The approach to searching for headache triggers no doubt varies from person to person, but must be conducted using natural experiments that include a range of methods from quasi-experimental procedures (e.g., the use of a diary for prospective evaluation of triggers assigned to days in a non-randomized time-series) to pre-experimental cognitive efforts (e.g., retrospective, “what-if” reasoning). No matter the approach, these investigations are widely attempted by highly motivated individuals who are acting as scientists seeking to utilize the information about their headache triggers to reduce the chances they will experience a headache (See: 5). When an experienced individual-scientist is queried about personal triggers, individuals typically list from 4 to 9 different trigger factors. Ninety-five percent of headache sufferers endorse the existence of at least one personal headache trigger from a provided list. 6

The quest to identify personal headache triggers appears nearly universal and is certainly a normal part of suffering from headaches. Yet, the task of evaluating personal headache triggers is extremely difficult. The endeavor likely consists of headache sufferers attempting to make sense of their current headache by searching for extraordinary factors that had co-occurred with the attack. For example, uncharacteristically drinking a glass of wine and then comparing the effects to what might have happened had a counterfactual reality actually transpired (e.g., “what if I had not drank the wine?”) (See: 7). This assessment might naturally draw attention to a recent day where wine was not similarly consumed and a headache had not occurred. If in possession of perfect memory, the headache sufferer could formally estimate the association strength by comparing all previous wine drinking occasions to that of non-wine drinking occasions. This effort would also require a computer-like processor to generate the full 2 × 2 interaction of exposures (all wine versus no-wine occasions) in relation to their impact on headache states (headache versus no-headache). Because humans possess neither this type of memory nor analytic processor, we probably overly rely on the co-occurrence of rare events8 that have transpired in only very recent memory to formulate the association (i.e., “this is the first time I have drank wine in a while, and I now have a headache”). These limitations likely result in headache sufferers utilizing only limited present-absent parings of their candidate triggers in an attempt to isolate the factors that cause their headaches. Thus, although the quest to discover headache triggers may be ubiquitous, it may not be based on optimal information processing.

The scope of this study was to examine the value of personal assessments of headache triggers based on real world conditions. We have examined the natural variability in a number of popularly reported headache triggers to explore the likelihood that a sufferer can isolate the causal impact of a candidate trigger in the presence of other potential influences. In essence, we are evaluating the natural conditions encountered by an individual who is attempting to identify the influence of one particular trigger using natural experimentation.

Methods

Three assumptions that are important to accurately estimate the causal influence of a headache trigger using only limited experiences are proposed in the companion manuscript. 9 In this formulation, an individual acting as a scientist could be naturally exposed to, or expose themselves to, a headache trigger on one occasion, and then to its opposite on a later (or if using memory, earlier), comparable day.
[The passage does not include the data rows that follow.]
/**
 * GATEWAY SERVER - Écoute TCP et cycle de vie des connexions appareils
 *
 * RÔLE :
 * Termine les connexions longue durée des interphones : accept, lecture de
 * chunks bruts, extraction de trame, throttle heartbeat, persistance async,
 * acquittement. Une tâche par connexion + une tâche writer pour les écritures
 * sortantes (acks et commandes poussées).
 *
 * MACHINE À ÉTATS PAR CONNEXION :
 * Accepted -> Identified (première trame avec pId exploitable, enregistrement
 * dans le registre) -> Closed (EOF / erreur socket, unregister_if_current).
 *
 * CONTRAT : l'ack part pour CHAQUE trame extraite avec succès, que la
 * persistance soit sautée (throttle) ou ratée. L'ack ne prouve pas la
 * durabilité : l'insert tourne dans sa propre tâche.
 */

use crate::config::GatewayConfig;
use crate::frame::{extract_frame, FrameError};
use crate::health::HealthTracker;
use crate::models::{ack_line, frame_device_id, now_rfc3339, Event, CONNECT_EVENT_TYPE, UNKNOWN_DEVICE};
use crate::registry::{ConnectionHandle, SharedRegistry};
use crate::sink::SharedSink;
use crate::state::Shared;
use crate::throttle::{self, HeartbeatMap, ThrottleDecision};
use std::net::SocketAddr;
use std::sync::Arc;
use tokio::io::{AsyncReadExt, AsyncWriteExt};
use tokio::net::{TcpListener, TcpStream};
use tokio::sync::mpsc;

/// État partagé entre les tâches de connexion, le dispatcher de commandes
/// et l'API d'observation.
pub struct GatewayState {
    pub cfg: GatewayConfig,
    pub registry: SharedRegistry,
    pub heartbeats: Shared<HeartbeatMap>,
    pub sink: SharedSink,
    pub health: HealthTracker,
}

pub type SharedGateway = Arc<GatewayState>;

/// Boucle d'accept : une tâche par connexion entrante.
pub async fn run_device_listener(state: SharedGateway, listener: TcpListener) {
    loop {
        match listener.accept().await {
            Ok((stream, addr)) => {
                println!("[gateway] new connection: {}", addr);
                let state = state.clone();
                tokio::spawn(async move {
                    handle_connection(state, stream, addr).await;
                });
            }
            Err(e) => {
                eprintln!("[gateway] accept failed: {}", e);
                tokio::time::sleep(std::time::Duration::from_millis(200)).await;
            }
        }
    }
}

async fn handle_connection(state: SharedGateway, stream: TcpStream, addr: SocketAddr) {
    let (mut read_half, mut write_half) = stream.into_split();
    let (tx, mut rx) = mpsc::unbounded_channel::<String>();
    let conn = ConnectionHandle::new(addr, tx);
    state.health.connection_opened();

    // Writer dédié : sérialise acks et commandes poussées sur la socket.
    let writer = tokio::spawn(async move {
        while let Some(line) = rx.recv().await {
            if write_half.write_all(line.as_bytes()).await.is_err() {
                break;
            }
        }
    });

    // Log de connexion best-effort : l'échec ne bloque jamais la suite.
    if state.cfg.log_connections {
        let event = Event {
            event_type: CONNECT_EVENT_TYPE,
            device_id: UNKNOWN_DEVICE.to_string(),
            client_ip: conn.client_ip(),
            raw_data: serde_json::json!({ "event": "connected" }),
            created_at: now_rfc3339(),
        };
        submit_event(&state, event);
    }

    let mut identified: Option<String> = None;
    let mut buf = [0u8; 4096];
    loop {
        match read_half.read(&mut buf).await {
            Ok(0) => break, // fin de flux côté appareil
            Ok(n) => process_chunk(&state, &conn, &mut identified, &buf[..n]),
            Err(e) => {
                eprintln!("[gateway] socket error on {}: {}", addr, e);
                break;
            }
        }
    }

    // Closed : on ne retire le mapping que s'il pointe encore vers nous
    // (une reconnexion du même appareil a pu nous écraser entre-temps).
    if let Some(device_id) = identified.as_deref() {
        if state.registry.unregister_if_current(device_id, conn.id) {
            println!("[gateway] unregistered {} ({})", device_id, addr);
        }
    }
    state.health.connection_closed();
    drop(conn); // ferme le canal sortant, le writer se termine après drain
    let _ = writer.await;
}

/// Traite un chunk reçu : extraction, enregistrement, throttle, persistance
/// asynchrone, acquittement. Aucun .await : le lock heartbeat ne traverse
/// jamais de point de suspension.
pub(crate) fn process_chunk(
    state: &SharedGateway,
    conn: &Arc<ConnectionHandle>,
    identified: &mut Option<String>,
    chunk: &[u8],
) {
    let frame = match extract_frame(chunk) {
        Ok(frame) => frame,
        Err(FrameError::NoFrame) => {
            println!(
                "[gateway] non-frame data from {} ({} bytes), dropped",
                conn.peer_addr,
                chunk.len()
            );
            state.health.frame_rejected();
            return;
        }
        Err(FrameError::Decode(e)) => {
            eprintln!("[gateway] frame decode failed from {}: {}", conn.peer_addr, e);
            state.health.frame_rejected();
            return;
        }
    };

    // Première trame avec pId exploitable : la connexion devient adressable
    // pour le push de commandes. Ré-enregistrement inconditionnel ensuite.
    if let Some(device_id) = frame_device_id(&frame) {
        state.registry.register(&device_id, conn);
        *identified = Some(device_id);
    }

    let event = Event::from_frame(&frame, &conn.client_ip());
    let now = throttle::now_ms();

    match throttle::decide_and_mark(
        &state.heartbeats,
        &event.device_id,
        event.event_type,
        now,
        state.cfg.heartbeat_interval_ms(),
    ) {
        ThrottleDecision::Skip => {
            println!("[gateway] throttled heartbeat: {}", event.device_id);
            state.health.heartbeat_throttled();
        }
        ThrottleDecision::Persist => submit_event(state, event),
    }

    // Acquittement inconditionnel, avant même que l'insert ait abouti.
    if !conn.send_line(ack_line(now / 1000)) {
        eprintln!("[gateway] ack dropped, connection {} already gone", conn.peer_addr);
    }
}

/// Soumet l'événement au sink dans sa propre tâche. Un échec est loggué et
/// perdu : pas de retry, pas de file locale, l'ack est déjà parti.
fn submit_event(state: &SharedGateway, event: Event) {
    let sink = state.sink.clone();
    let health = state.health.clone();
    tokio::spawn(async move {
        match sink.insert(&event).await {
            Ok(()) => {
                health.event_persisted();
                println!(
                    "[gateway] event saved. type: {}, device: {}",
                    event.event_type, event.device_id
                );
            }
            Err(e) => eprintln!("[gateway] persist failed for {}: {}", event.device_id, e),
        }
    });
}

#[cfg(test)]
mod tests {
    use super::*;
    use crate::models::CommandNotification;
    use crate::registry::DeviceRegistry;
    use crate::sink::{EventSink, FailingEventSink, MemoryEventSink};
    use crate::state::new_state;
    use serde_json::Value;
    use std::time::Duration;
    use tokio::io::{AsyncBufReadExt, BufReader};
    use tokio::sync::mpsc::UnboundedReceiver;

    fn test_state_with(sink: Arc<dyn EventSink>, log_connections: bool) -> SharedGateway {
        let mut cfg = GatewayConfig::default();
        cfg.log_connections = log_connections;
        Arc::new(GatewayState {
            cfg,
            registry: Arc::new(DeviceRegistry::new()),
            heartbeats: new_state(HeartbeatMap::new()),
            sink,
            health: HealthTracker::new(),
        })
    }

    fn test_state(sink: Arc<dyn EventSink>) -> SharedGateway {
        test_state_with(sink, false)
    }

    fn test_conn() -> (Arc<ConnectionHandle>, UnboundedReceiver<String>) {
        let (tx, rx) = mpsc::unbounded_channel();
        (ConnectionHandle::new("10.1.1.1:5000".parse().unwrap(), tx), rx)
    }

    async fn settle() {
        // laisse les tâches d'insert spawned se terminer
        tokio::time::sleep(Duration::from_millis(50)).await;
    }

    #[tokio::test]
    async fn test_chunk_with_frame_persists_registers_and_acks() {
        let sink = MemoryEventSink::new();
        let state = test_state(sink.clone());
        let (conn, mut rx) = test_conn();
        let mut identified = None;

        process_chunk(&state, &conn, &mut identified, b"noise{\"pId\":\"A1\",\"type\":1,\"x\":5}\r\n");
        settle().await;

        // ack sur la connexion
        let ack = rx.try_recv().expect("ack should be sent");
        let ack: Value = serde_json::from_str(ack.trim()).unwrap();
        assert_eq!(ack["status"], "ok");
        assert!(ack["ts"].as_i64().unwrap() > 0);

        // événement persisté avec backup complet
        let events = sink.events();
        assert_eq!(events.len(), 1);
        assert_eq!(events[0].device_id, "A1");
        assert_eq!(events[0].event_type, 1);
        assert_eq!(events[0].raw_data["x"], 5);
        assert_eq!(events[0].client_ip, "10.1.1.1");

        // registre : A1 -> cette connexion
        assert_eq!(identified.as_deref(), Some("A1"));
        assert_eq!(state.registry.lookup("A1").unwrap().id, conn.id);
    }

    #[tokio::test]
    async fn test_no_frame_yields_no_ack() {
        let sink = MemoryEventSink::new();
        let state = test_state(sink.clone());
        let (conn, mut rx) = test_conn();
        let mut identified = None;

        process_chunk(&state, &conn, &mut identified, b"garbage without braces");
        process_chunk(&state, &conn, &mut identified, b"{broken json}");
        settle().await;

        assert!(rx.try_recv().is_err(), "no ack expected for dropped frames");
        assert_eq!(sink.count(), 0);
        assert!(identified.is_none());
    }

    #[tokio::test]
    async fn test_heartbeat_retransmit_persists_once_acks_twice() {
        let sink = MemoryEventSink::new();
        let state = test_state(sink.clone());
        let (conn, mut rx) = test_conn();
        let mut identified = None;

        let hb = b"{\"pId\":\"A1\",\"type\":6}";
        process_chunk(&state, &conn, &mut identified, hb);
        process_chunk(&state, &conn, &mut identified, hb);
        settle().await;

        assert!(rx.try_recv().is_ok());
        assert!(rx.try_recv().is_ok());
        assert_eq!(sink.count(), 1, "second heartbeat throttled");
    }

    #[tokio::test]
    async fn test_ack_sent_even_when_persist_fails() {
        let state = test_state(Arc::new(FailingEventSink));
        let (conn, mut rx) = test_conn();
        let mut identified = None;

        process_chunk(&state, &conn, &mut identified, b"{\"pId\":\"A1\",\"type\":2}");
        settle().await;

        assert!(rx.try_recv().is_ok(), "ack must not depend on persistence");
        let health = state.health.get_health(&state.registry);
        assert_eq!(health.events_persisted, 0);
    }

    #[tokio::test]
    async fn test_frame_without_pid_does_not_identify() {
        let sink = MemoryEventSink::new();
        let state = test_state(sink.clone());
        let (conn, mut rx) = test_conn();
        let mut identified = None;

        process_chunk(&state, &conn, &mut identified, b"{\"type\":3}");
        settle().await;

        assert!(rx.try_recv().is_ok());
        assert!(identified.is_none());
        assert_eq!(sink.events()[0].device_id, "unknown");
    }

    #[tokio::test]
    async fn test_connect_log_event_recorded_on_accept() {
        let sink = MemoryEventSink::new();
        let state = test_state_with(sink.clone(), true);

        let listener = TcpListener::bind("127.0.0.1:0").await.unwrap();
        let addr = listener.local_addr().unwrap();
        tokio::spawn(run_device_listener(state.clone(), listener));

        let _device = TcpStream::connect(addr).await.unwrap();

        // l'insert du log de connexion tourne dans sa propre tâche
        for _ in 0..40 {
            if sink.count() == 1 {
                break;
            }
            tokio::time::sleep(Duration::from_millis(25)).await;
        }

        let events = sink.events();
        assert_eq!(events.len(), 1);
        assert_eq!(events[0].event_type, CONNECT_EVENT_TYPE);
        assert_eq!(events[0].device_id, "unknown");
        assert_eq!(events[0].raw_data["event"], "connected");
    }

    #[tokio::test]
    async fn test_connect_log_failure_does_not_block_frames() {
        // sink indisponible : le log de connexion échoue, la connexion doit
        // quand même traiter les trames et acquitter
        let state = test_state_with(Arc::new(FailingEventSink), true);

        let listener = TcpListener::bind("127.0.0.1:0").await.unwrap();
        let addr = listener.local_addr().unwrap();
        tokio::spawn(run_device_listener(state.clone(), listener));

        let device = TcpStream::connect(addr).await.unwrap();
        let (read_half, mut write_half) = device.into_split();
        let mut lines = BufReader::new(read_half).lines();

        write_half
            .write_all(b"{\"pId\":\"A1\",\"type\":1}")
            .await
            .unwrap();

        let ack = tokio::time::timeout(Duration::from_secs(2), lines.next_line())
            .await
            .unwrap()
            .unwrap()
            .expect("ack line");
        let ack: Value = serde_json::from_str(&ack).unwrap();
        assert_eq!(ack["status"], "ok");

        // et l'appareil est bien enregistré malgré les inserts ratés
        assert!(state.registry.lookup("A1").is_some());
        assert_eq!(state.health.get_health(&state.registry).events_persisted, 0);
    }

    #[tokio::test]
    async fn test_end_to_end_frame_then_pushed_command() {
        let sink = MemoryEventSink::new();
        let state = test_state(sink.clone());

        let listener = TcpListener::bind("127.0.0.1:0").await.unwrap();
        let addr = listener.local_addr().unwrap();
        tokio::spawn(run_device_listener(state.clone(), listener));

        let device = TcpStream::connect(addr).await.unwrap();
        let (read_half, mut write_half) = device.into_split();
        let mut lines = BufReader::new(read_half).lines();

        write_half
            .write_all(b"noise{\"pId\":\"A1\",\"type\":1,\"x\":5}")
            .await
            .unwrap();

        let ack = tokio::time::timeout(Duration::from_secs(2), lines.next_line())
            .await
            .unwrap()
            .unwrap()
            .expect("ack line");
        let ack: Value = serde_json::from_str(&ack).unwrap();
        assert_eq!(ack["status"], "ok");

        // l'appareil est adressable : on pousse une commande
        let delivered = crate::commands::dispatch_command(
            &state,
            CommandNotification {
                device_id: "A1".to_string(),
                command_data: "{\"lock\":true}".to_string(),
            },
        );
        assert!(delivered);

        let cmd = tokio::time::timeout(Duration::from_secs(2), lines.next_line())
            .await
            .unwrap()
            .unwrap()
            .expect("command line");
        let cmd: Value = serde_json::from_str(&cmd).unwrap();
        assert_eq!(cmd["type"], "command");
        assert_eq!(cmd["data"]["lock"], true);

        settle().await;
        assert_eq!(sink.count(), 1);

        // fermeture : le mapping disparaît
        drop(write_half);
        drop(lines);
        tokio::time::sleep(Duration::from_millis(100)).await;
        assert!(state.registry.lookup("A1").is_none());
    }
}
To estimate the causal strength of the headache trigger, several things must be true. First, the pattern of possible confounding influences must be similar on both days (constancy in trigger presentation). Comparing the effect of wine to not drinking wine is not very informative if a second headache trigger is present on one day and not the other. Second, the effect of the headache trigger must have been the same on both days (constancy in trigger effect). The same trigger cannot be experienced as present and absent on the same occasion, so this assumption holds that the effect of the trigger should be the same if it were experienced on the first or second occasion. Third, the headache sufferer must be comparable on both occasions (constancy in sufferer). This precludes the two occasions being on adjacent days if the first trigger occasion induced a headache that was still present on the second day (as the second trigger exposure then cannot initiate a new attack, only make an existing attack worse) or if the two occasions were too far apart such that the headache sufferer changed during this time.
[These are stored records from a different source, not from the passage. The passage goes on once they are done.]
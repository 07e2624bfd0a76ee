/**
 * HEARTBEAT THROTTLE - Limite la persistance des keep-alive
 *
 * RÔLE :
 * Les interphones émettent un heartbeat (type 6) toutes les quelques secondes.
 * On ne persiste qu'une occurrence par fenêtre par appareil, mais on acquitte
 * TOUJOURS côté appareil (l'ack ne prouve pas la durabilité).
 *
 * FONCTIONNEMENT :
 * - Map device_id -> epoch ms du dernier événement persisté (tout type)
 * - Un événement non-heartbeat persisté repousse aussi la fenêtre
 * - Décision + tampon sous un seul lock (decide_and_mark atomique)
 */

use crate::state::Shared;
use std::collections::HashMap;

/// Code d'événement keep-alive des interphones.
pub const HEARTBEAT_TYPE: i64 = 6;

/// Fenêtre minimale entre deux persistances de heartbeat d'un même appareil.
pub const HEARTBEAT_MIN_INTERVAL_MS: i64 = 60_000;

/// device_id -> epoch ms du dernier événement persisté (pas que les heartbeats).
pub type HeartbeatMap = HashMap<String, i64>;

#[derive(Debug, Clone, Copy, PartialEq, Eq)]
pub enum ThrottleDecision {
    Persist,
    Skip,
}

/// Décide si l'événement doit être persisté et, le cas échéant, tamponne
/// now_ms comme nouvelle base de fenêtre. Un seul passage sous lock : pas
/// d'entrelacement possible entre la lecture et le tampon.
pub fn decide_and_mark(
    state: &Shared<HeartbeatMap>,
    device_id: &str,
    event_type: i64,
    now_ms: i64,
    min_interval_ms: i64,
) -> ThrottleDecision {
    let mut map = state.lock();

    if event_type == HEARTBEAT_TYPE {
        if let Some(last) = map.get(device_id) {
            if now_ms - last < min_interval_ms {
                return ThrottleDecision::Skip;
            }
        }
    }

    map.insert(device_id.to_string(), now_ms);
    ThrottleDecision::Persist
}

/// Epoch ms courant, base des fenêtres de throttle.
pub fn now_ms() -> i64 {
    (time::OffsetDateTime::now_utc().unix_timestamp_nanos() / 1_000_000) as i64
}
These assumptions seem reasonable, but to what extent can they be satisfied in reality? This study examines only the constancy in trigger presentation assumption by examining the natural variability in several popular headache triggers over time (stress, ovarian hormones, weather). These triggers were chosen because they exhibit some degree of natural variability and they are present to some extent for all female headache suffers. By examining the naturally occurring variability in these triggers, we can estimate the frequency of similar days that could be used in natural experimentation (i.e., how likely are we to find two days that are similar in their weather conditions so that we can see if drinking wine impacts headache on one but not the other?). In this way, the validity of the trigger presentation assumption can be directly assessed. The analyses are conducted on time-series data that were collected from several studies on popular headache triggers. Each dataset is described below:

Ovarian hormone data and perceived stress data

These data are being collected through an effort designed to examine the predictive utility of physiological arousal, ovarian hormones, and stress on headache activity. The effort has been approved by the Institutional Review Board of Wake Forest School of Medicine and is funded by the NIH (NIH/NINDS 1R01NS06525701). At the time of analysis, the convenience sample consisted of N = 9 women who contributed a median of 89 days of stress/hormone measurements (range: 59 to 90) that were collected between July 2009 and July 2011. All participants had regular menstrual cycles and were diagnosed with migraine either with or without aura.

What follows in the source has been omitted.